Outlook | 26 January 2021

Enhanced trade partnership first step towards UK-India FTA, says UK minister

By Aditi Khanna

London, Jan 26 (PTI) Britain and India are committed to an enhanced trade partnership as the first step towards a positive free trade agreement in future and plans are expected to be further formalised during the visit of Prime Minister Boris Johnson to India in the coming months, the UK’’s Minister for South Asia has said.

Lord Tariq Ahmad, who is also Minister for the Commonwealth in the Foreign, Commonwealth and Development Office (FCDO), said the strong relationship between the two countries has been further intensified with the vaccine collaboration to help fight the common enemy in the form of COVID-19.

"We have been undertaking steps to remove barriers to trade and the hope is that an Enhanced Trade Partnership will lead to a positive free trade agreement (FTA) with India in future,” said Ahmad, in an interaction to mark India’s 72nd Republic Day celebrations on Tuesday.

"The ultimate goal is an FTA and the first steps in that direction are expected to form part of the initiatives that will be unveiled when the Prime Minister (Boris Johnson) visits India later this year,” he said.

The minister indicated that many practical steps in the shape of business-to-business relations, which fully utilise the “under-leveraged” Indian diaspora in the UK, are also in the works.

Alongside, a “real professional partnership” that takes on board the mobility of skilled professionals and students between the two countries will be at the heart of a further strengthened bilateral relationship for a post-Brexit Global Britain.

“India, as the pharmacy of the world, is a key composite to both our countries’ commitment to the equitable access to COVID-19 vaccines around the world, through the COVAX facility.

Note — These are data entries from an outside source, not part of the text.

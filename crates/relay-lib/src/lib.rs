// ============================
// crates/relay-lib/src/lib.rs
// ============================
//! Core library for the pairlink pairing and signaling relay server.

pub mod config;
pub mod error;
pub mod handler;
pub mod identity;
pub mod lifecycle;
pub mod matches;
pub mod metrics;
pub mod pool;
pub mod registry;
pub mod relay;
pub mod validation;
pub mod ws_router;

use crate::config::Settings;
use crate::identity::{IdentityProvider, NullIdentity};
use crate::matches::MatchTable;
use crate::pool::{spawn_matchmaker, MatchmakerHandle};
use crate::registry::SessionRegistry;
use std::sync::Arc;

/// Application state shared across all handlers.
///
/// Starts empty and drains on shutdown; every map in here is keyed by live
/// connection ids only.
#[derive(Clone)]
pub struct AppState {
    /// Live connections and their outbound channels
    pub registry: Arc<SessionRegistry>,
    /// Live matches and the participant index
    pub matches: Arc<MatchTable>,
    /// Waiting pool actor
    pub matchmaker: MatchmakerHandle,
    /// Read-only seam to the account subsystem
    pub identity: Arc<dyn IdentityProvider>,
    /// Settings manager
    pub settings: Arc<Settings>,
}

impl AppState {
    /// Create application state for an anonymous-only deployment.
    pub fn new(settings: Settings) -> Self {
        Self::with_identity(settings, Arc::new(NullIdentity))
    }

    /// Create application state with an identity collaborator.
    pub fn with_identity(settings: Settings, identity: Arc<dyn IdentityProvider>) -> Self {
        let registry = Arc::new(SessionRegistry::new());
        let matches = Arc::new(MatchTable::with_buffer_limit(
            settings.candidate_buffer_limit,
        ));
        let matchmaker = spawn_matchmaker(registry.clone(), matches.clone());

        Self {
            registry,
            matches,
            matchmaker,
            identity,
            settings: Arc::new(settings),
        }
    }
}
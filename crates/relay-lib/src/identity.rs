// ============================
// crates/relay-lib/src/identity.rs
// ============================
//! Read-only seam to the external account subsystem.

use async_trait::async_trait;
use dashmap::DashMap;
use pairlink_common::ParticipantId;

/// Display attributes supplied by the account subsystem for a registered
/// participant. The premium flag is informational only and never gates
/// matching.
#[derive(Debug, Clone, PartialEq, Eq)]
pub struct Identity {
    pub gender: String,
    pub interest_tags: Vec<String>,
    pub premium: bool,
}

/// Identity lookup consumed by the core. Absence of an identity never
/// blocks matching; anonymous participants match on client-declared
/// criteria alone.
#[async_trait]
pub trait IdentityProvider: Send + Sync {
    async fn get_identity(&self, id: ParticipantId) -> Option<Identity>;
}

/// Provider for fully anonymous deployments.
pub struct NullIdentity;

#[async_trait]
impl IdentityProvider for NullIdentity {
    async fn get_identity(&self, _id: ParticipantId) -> Option<Identity> {
        None
    }
}

/// In-memory provider, used by tests and single-node deployments where the
/// account service pushes identities at connection time.
#[derive(Default)]
pub struct StaticIdentity {
    entries: DashMap<ParticipantId, Identity>,
}

impl StaticIdentity {
    pub fn new() -> Self {
        Self::default()
    }

    pub fn insert(&self, id: ParticipantId, identity: Identity) {
        self.entries.insert(id, identity);
    }

    pub fn remove(&self, id: ParticipantId) {
        self.entries.remove(&id);
    }
}

#[async_trait]
impl IdentityProvider for StaticIdentity {
    async fn get_identity(&self, id: ParticipantId) -> Option<Identity> {
        self.entries.get(&id).map(|e| e.clone())
    }
}
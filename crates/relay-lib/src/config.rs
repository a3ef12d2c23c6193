// ============================
// crates/relay-lib/src/config.rs
// ============================
//! Configuration management.
use anyhow::Result;
use figment::{
    providers::{Env, Format, Serialized, Toml},
    Figment,
};
use serde::{Deserialize, Serialize};
use std::net::SocketAddr;

/// Application settings
#[derive(Debug, Clone, Serialize, Deserialize)]
pub struct Settings {
    /// Server bind address
    pub bind_addr: SocketAddr,
    /// Log level
    pub log_level: String,
    /// Capacity of each participant's outbound message channel
    pub outbox_capacity: usize,
    /// Maximum candidates buffered per match direction
    pub candidate_buffer_limit: usize,
}

impl Default for Settings {
    fn default() -> Self {
        Self {
            bind_addr: "127.0.0.1:3000".parse().unwrap(),
            log_level: "info".to_string(),
            outbox_capacity: 64,
            candidate_buffer_limit: 64,
        }
    }
}

impl Settings {
    /// Load settings from `pairlink.toml` and `PAIRLINK_`-prefixed
    /// environment variables, layered over the defaults.
    pub fn load() -> Result<Self> {
        Self::load_from("pairlink.toml")
    }

    /// Load settings with an explicit config file path.
    pub fn load_from(path: &str) -> Result<Self> {
        let settings = Figment::from(Serialized::defaults(Settings::default()))
            .merge(Toml::file(path))
            .merge(Env::prefixed("PAIRLINK_"))
            .extract()?;

        Ok(settings)
    }
}
// ==============
// crates/relay-lib/src/metrics.rs

//! Central place for Prometheus metric keys
pub const WS_CONNECTION: &str = "ws.connection";
pub const WS_ACTIVE: &str = "ws.active";
pub const POOL_WAITING: &str = "pool.waiting";
pub const MATCH_CREATED: &str = "match.created";
pub const MATCH_ENDED: &str = "match.ended";
pub const RELAY_FORWARDED: &str = "relay.forwarded";
pub const RELAY_BUFFERED: &str = "relay.buffered";
pub const OUTBOX_DROPPED: &str = "outbox.dropped";
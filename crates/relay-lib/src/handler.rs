// ============================
// crates/relay-lib/src/handler.rs
// ============================
//! Per-connection message handler.
//!
//! Instantiated once per WebSocket connection. Registers the participant on
//! construction, translates each incoming [`ClientMessage`] into registry,
//! pool, relay, or lifecycle operations, and tears everything down when the
//! socket closes. Replies and pushed events both travel through the
//! participant's outbox channel.

use crate::error::RelayError;
use crate::{lifecycle, relay, validation, AppState};
use pairlink_common::{ClientMessage, ParticipantId, ServerMessage};
use std::sync::Arc;
use tokio::sync::mpsc;
use tracing::debug;

pub struct ConnectionHandler {
    state: Arc<AppState>,
    participant_id: ParticipantId,
}

impl ConnectionHandler {
    /// Register a new connection with its outbound channel.
    pub fn new(state: Arc<AppState>, outbox: mpsc::Sender<ServerMessage>) -> Self {
        let participant_id = state.registry.register(outbox);
        Self {
            state,
            participant_id,
        }
    }

    pub fn participant_id(&self) -> ParticipantId {
        self.participant_id
    }

    /// Handle one incoming client message.
    ///
    /// Successful operations reply through push events (or not at all), so
    /// `Ok(())` means "nothing further to tell the sender". Errors are
    /// mapped by the caller: benign ones are dropped, the rest become an
    /// `error` frame for this connection only.
    pub async fn handle_message(&self, msg: ClientMessage) -> Result<(), RelayError> {
        let id = self.participant_id;
        match msg {
            ClientMessage::DeclareCriteria(criteria) => {
                let criteria = validation::validate_criteria(&criteria)?;

                // The account subsystem may know this participant; its
                // attributes fill whatever the client left blank. Anonymous
                // participants match on declared criteria alone.
                let identity = self.state.identity.get_identity(id).await;
                let criteria = match identity {
                    Some(identity) => {
                        let mut criteria = criteria;
                        if criteria.gender.is_empty() {
                            criteria.gender = identity.gender;
                        }
                        if criteria.interests.is_empty() {
                            criteria.interests = identity.interest_tags;
                        }
                        self.state.registry.update_profile(
                            id,
                            criteria.clone(),
                            identity.premium,
                        )?;
                        criteria
                    },
                    None => {
                        self.state.registry.update_profile(id, criteria.clone(), false)?;
                        criteria
                    },
                };

                // Match notifications are pushed to both sides by the
                // matchmaker; a waiting outcome needs no reply.
                self.state.matchmaker.declare(id, criteria).await?;
                Ok(())
            },
            ClientMessage::Skip { mode } => {
                debug!(participant = %id, %mode, "skip requested");
                lifecycle::skip(&self.state, id).await
            },
            ClientMessage::Disconnect { mode } => {
                debug!(participant = %id, %mode, "disconnect requested");
                lifecycle::disconnect(&self.state, id).await
            },
            ClientMessage::SendOffer { sdp, to } => {
                validation::validate_description(&sdp)?;
                relay::forward_offer(&self.state, id, sdp, to)?;
                Ok(())
            },
            ClientMessage::SendAnswer { sdp, to } => {
                validation::validate_description(&sdp)?;
                relay::forward_answer(&self.state, id, sdp, to)?;
                Ok(())
            },
            ClientMessage::SendCandidate { candidate, to } => {
                validation::validate_candidate(&candidate)?;
                relay::forward_candidate(&self.state, id, candidate, to)?;
                Ok(())
            },
            ClientMessage::SendText { text, to } => {
                validation::validate_text(&text)?;
                relay::forward_chat(&self.state, id, text, to)?;
                Ok(())
            },
            ClientMessage::DescriptionApplied => {
                relay::description_applied(&self.state, id)?;
                Ok(())
            },
        }
    }

    /// The socket is gone: withdraw, deregister, and tear down promptly so
    /// the counterpart never signals into the void.
    pub async fn closed(&self) {
        lifecycle::handle_closed(&self.state, self.participant_id).await;
    }
}
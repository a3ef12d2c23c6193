// crates/relay-lib/src/error.rs

//! Central error type + Axum integration.
use axum::{
    http::StatusCode,
    response::{IntoResponse, Response},
};
use thiserror::Error;

/// Relay error taxonomy.
///
/// `NoActiveMatch` and `NotFound` are expected during teardown races and are
/// handled as no-ops; `NotCounterpart` should be unreachable with
/// server-derived routing and is logged as an integrity violation.
#[derive(Error, Debug)]
pub enum RelayError {
    #[error("Not found: {0}")]
    NotFound(String),

    #[error("No active match for this participant")]
    NoActiveMatch,

    #[error("Invalid state: {0}")]
    InvalidState(String),

    #[error("Payload addressed to a party outside the match")]
    NotCounterpart,

    #[error("Invalid input: {0}")]
    InvalidInput(String),

    #[error("IO error: {0}")]
    Io(#[from] std::io::Error),

    #[error("JSON error: {0}")]
    Json(#[from] serde_json::Error),

    #[error("Internal error: {0}")]
    Internal(String),
}

impl RelayError {
    /// Get the HTTP status code for this error
    pub fn status_code(&self) -> StatusCode {
        match self {
            RelayError::NotFound(_) | RelayError::NoActiveMatch => StatusCode::NOT_FOUND,
            RelayError::InvalidState(_) => StatusCode::CONFLICT,
            RelayError::NotCounterpart => StatusCode::FORBIDDEN,
            RelayError::InvalidInput(_) => StatusCode::BAD_REQUEST,
            _ => StatusCode::INTERNAL_SERVER_ERROR,
        }
    }

    /// Get the error code for this error
    pub fn error_code(&self) -> &'static str {
        match self {
            RelayError::NotFound(_) => "NOT_FOUND",
            RelayError::NoActiveMatch => "NO_ACTIVE_MATCH",
            RelayError::InvalidState(_) => "INVALID_STATE",
            RelayError::NotCounterpart => "NOT_COUNTERPART",
            RelayError::InvalidInput(_) => "INVALID_INPUT",
            RelayError::Io(_) => "IO",
            RelayError::Json(_) => "JSON",
            RelayError::Internal(_) => "INTERNAL",
        }
    }

    /// Errors that arise from ordinary teardown races. These are dropped
    /// with a debug log instead of being surfaced to the client.
    pub fn is_benign(&self) -> bool {
        matches!(self, RelayError::NoActiveMatch | RelayError::NotFound(_))
    }

    /// Get a sanitized message suitable for production use
    pub fn sanitized_message(&self) -> String {
        match self {
            RelayError::NotFound(_) => "Resource not found".to_string(),
            RelayError::NoActiveMatch => "No active match".to_string(),
            RelayError::InvalidState(_) => {
                "Operation not valid in the current call state".to_string()
            },
            RelayError::NotCounterpart => "Invalid message target".to_string(),
            RelayError::InvalidInput(_) => "Invalid input provided".to_string(),
            RelayError::Io(_) => "Internal server error".to_string(),
            RelayError::Json(_) => "Invalid request format".to_string(),
            RelayError::Internal(_) => "An internal server error occurred".to_string(),
        }
    }
}

impl IntoResponse for RelayError {
    fn into_response(self) -> Response {
        let status = self.status_code();
        let error_code = self.error_code();

        // Use detailed messages in development, sanitized in production
        let message = if cfg!(debug_assertions) {
            self.to_string()
        } else {
            self.sanitized_message()
        };

        let body = serde_json::json!({
            "error": {
                "code": error_code,
                "message": message,
            }
        });

        (status, axum::Json(body)).into_response()
    }
}

impl<T> From<tokio::sync::mpsc::error::SendError<T>> for RelayError {
    fn from(_: tokio::sync::mpsc::error::SendError<T>) -> Self {
        RelayError::Internal("Failed to send message".to_string())
    }
}

impl From<String> for RelayError {
    fn from(msg: String) -> Self {
        RelayError::Internal(msg)
    }
}

impl From<crate::validation::ValidationError> for RelayError {
    fn from(err: crate::validation::ValidationError) -> Self {
        RelayError::InvalidInput(err.to_string())
    }
}
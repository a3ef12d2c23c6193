// ================
// crates/common/src/lib.rs
// ================
//! Wire protocol shared between the pairlink client and the relay server.
//! One persistent WebSocket per participant, JSON text frames, tagged by
//! `event`.

use serde::{Deserialize, Serialize};
use uuid::Uuid;

/// Stable identifier for one live connection.
pub type ParticipantId = Uuid;

/// Identifier for an established pairing.
pub type MatchId = Uuid;

/// Session mode a participant wants to be paired in.
#[derive(Serialize, Deserialize, Debug, Clone, Copy, PartialEq, Eq, Hash)]
#[serde(rename_all = "lowercase")]
pub enum Mode {
    Video,
    Text,
}

impl std::fmt::Display for Mode {
    fn fmt(&self, f: &mut std::fmt::Formatter<'_>) -> std::fmt::Result {
        match self {
            Mode::Video => write!(f, "video"),
            Mode::Text => write!(f, "text"),
        }
    }
}

/// Search criteria a participant declares to enter the waiting pool.
///
/// `continuous` opts the participant into automatic re-queueing when its
/// counterpart skips away or drops.
#[derive(Serialize, Deserialize, Debug, Clone, PartialEq, Eq)]
pub struct Criteria {
    #[serde(default)]
    pub gender: String,
    /// Interest tags; an empty set matches only other empty sets.
    #[serde(rename = "interest", default)]
    pub interests: Vec<String>,
    #[serde(default)]
    pub name: String,
    pub mode: Mode,
    #[serde(default)]
    pub continuous: bool,
}

/// Messages sent from client to server
#[derive(Serialize, Deserialize, Debug, Clone)]
#[serde(tag = "event", rename_all = "kebab-case")]
pub enum ClientMessage {
    /// Enter the waiting pool, or replace an existing waiting entry.
    DeclareCriteria(Criteria),
    /// End the current match and look for a new counterpart.
    Skip { mode: Mode },
    /// End the current match and go idle.
    Disconnect { mode: Mode },
    /// Relay a connection offer to the counterpart.
    ///
    /// `to` is advisory only; the relay always routes to the match
    /// counterpart and rejects a mismatching target.
    SendOffer {
        sdp: serde_json::Value,
        #[serde(default, skip_serializing_if = "Option::is_none")]
        to: Option<ParticipantId>,
    },
    /// Relay a connection answer to the counterpart.
    SendAnswer {
        sdp: serde_json::Value,
        #[serde(default, skip_serializing_if = "Option::is_none")]
        to: Option<ParticipantId>,
    },
    /// Relay a network-path candidate to the counterpart.
    SendCandidate {
        candidate: serde_json::Value,
        #[serde(default, skip_serializing_if = "Option::is_none")]
        to: Option<ParticipantId>,
    },
    /// Relay a chat line to the counterpart.
    SendText {
        text: String,
        #[serde(default, skip_serializing_if = "Option::is_none")]
        to: Option<ParticipantId>,
    },
    /// The sender has applied the remote connection description and can
    /// now accept candidates directly.
    DescriptionApplied,
}

/// Messages sent from server to client
#[derive(Serialize, Deserialize, Debug, Clone, PartialEq)]
#[serde(tag = "event", rename_all = "kebab-case")]
pub enum ServerMessage {
    /// A counterpart was found. Only the counterpart identifier is
    /// disclosed.
    Matched {
        #[serde(rename = "counterpartId")]
        counterpart_id: ParticipantId,
    },
    /// The counterpart skipped away or dropped.
    CounterpartLeft,
    /// The participant's own teardown request completed.
    CallEnded,
    /// Offer relayed verbatim from the counterpart.
    SendOffer { sdp: serde_json::Value },
    /// Answer relayed verbatim from the counterpart.
    SendAnswer { sdp: serde_json::Value },
    /// Candidate relayed (possibly after buffering) from the counterpart.
    SendCandidate { candidate: serde_json::Value },
    /// Chat line relayed verbatim from the counterpart.
    SendText { text: String },
    Error {
        code: String,
        message: String,
    },
    MalformedMessage {
        #[serde(rename = "errMsg")]
        err_msg: String,
    },
}

#[cfg(test)]
mod tests {
    use super::*;

    #[test]
    fn test_declare_criteria_wire_shape() {
        let msg = ClientMessage::DeclareCriteria(Criteria {
            gender: "f".to_string(),
            interests: vec!["music".to_string(), "chess".to_string()],
            name: "ana".to_string(),
            mode: Mode::Video,
            continuous: true,
        });

        let json = serde_json::to_string(&msg).unwrap();
        let parsed: serde_json::Value = serde_json::from_str(&json).unwrap();
        assert_eq!(parsed["event"], "declare-criteria");
        assert_eq!(parsed["gender"], "f");
        assert_eq!(parsed["interest"][1], "chess");
        assert_eq!(parsed["mode"], "video");
        assert_eq!(parsed["continuous"], true);

        let roundtrip: ClientMessage = serde_json::from_str(&json).unwrap();
        match roundtrip {
            ClientMessage::DeclareCriteria(c) => {
                assert_eq!(c.name, "ana");
                assert_eq!(c.interests.len(), 2);
            },
            other => panic!("wrong variant: {other:?}"),
        }
    }

    #[test]
    fn test_declare_criteria_defaults() {
        // A minimal anonymous declaration only needs a mode.
        let msg: ClientMessage =
            serde_json::from_str(r#"{"event":"declare-criteria","mode":"text"}"#).unwrap();
        match msg {
            ClientMessage::DeclareCriteria(c) => {
                assert!(c.gender.is_empty());
                assert!(c.interests.is_empty());
                assert!(!c.continuous);
            },
            other => panic!("wrong variant: {other:?}"),
        }
    }

    #[test]
    fn test_matched_uses_counterpart_id_key() {
        let id = Uuid::new_v4();
        let json = serde_json::to_string(&ServerMessage::Matched { counterpart_id: id }).unwrap();
        let parsed: serde_json::Value = serde_json::from_str(&json).unwrap();
        assert_eq!(parsed["event"], "matched");
        assert_eq!(parsed["counterpartId"], id.to_string());
    }

    #[test]
    fn test_signaling_payloads_relay_verbatim_json() {
        let sdp = serde_json::json!({"type": "offer", "sdp": "v=0\r\n..."});
        let msg = ClientMessage::SendOffer {
            sdp: sdp.clone(),
            to: None,
        };
        let json = serde_json::to_string(&msg).unwrap();
        let parsed: serde_json::Value = serde_json::from_str(&json).unwrap();
        assert_eq!(parsed["event"], "send-offer");
        assert_eq!(parsed["sdp"], sdp);
        assert!(parsed.get("to").is_none());
    }

    #[test]
    fn test_description_applied_is_bare_event() {
        let json = serde_json::to_string(&ClientMessage::DescriptionApplied).unwrap();
        assert_eq!(json, r#"{"event":"description-applied"}"#);
    }
}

This has been a key area of collaboration, including between AstraZeneca and the Serum Institute of India,” said Ahmad, in reference to the vaccine collaboration.

The UK has committed 548 million pounds to the COVAX Advance  Market Commitment  (AMC), which aims to provide at least 1 billion doses of vaccines for high-risk populations in 80 low and lower middle-income countries and 12 eligible upper-middle income countries in 2021, including India.

The Serum Institute of India (SII) will be one of the main suppliers of COVAX AMC, besides providing a significant proportion of India’s domestic supply. The current COVAX portfolio includes 170 million AstraZeneca doses and 200 million doses of AstraZeneca or Novavax from the SII, with an option of up to 900 million doses agreed.

The minister also offered his “deepest condolences” to the loss of life from the fire at the Pune-based institute’s vaccine facility last week, as he paid tribute to the work being conducted in the field of vaccines as a result of the UK-India partnership, at a government-to-government as well as private sector level.

“India is a strategic partner and we look forward to working closer together within the Commonwealth as we look towards Kigali (Commonwealth Heads of Government Meeting in Rwanda in June),” he added.

According to latest FCDO data, UK-India bilateral trade increased by over 11 per cent to nearly 24 billion pounds and the UK was the largest European market for India’s goods exports in the 2019-20 financial year.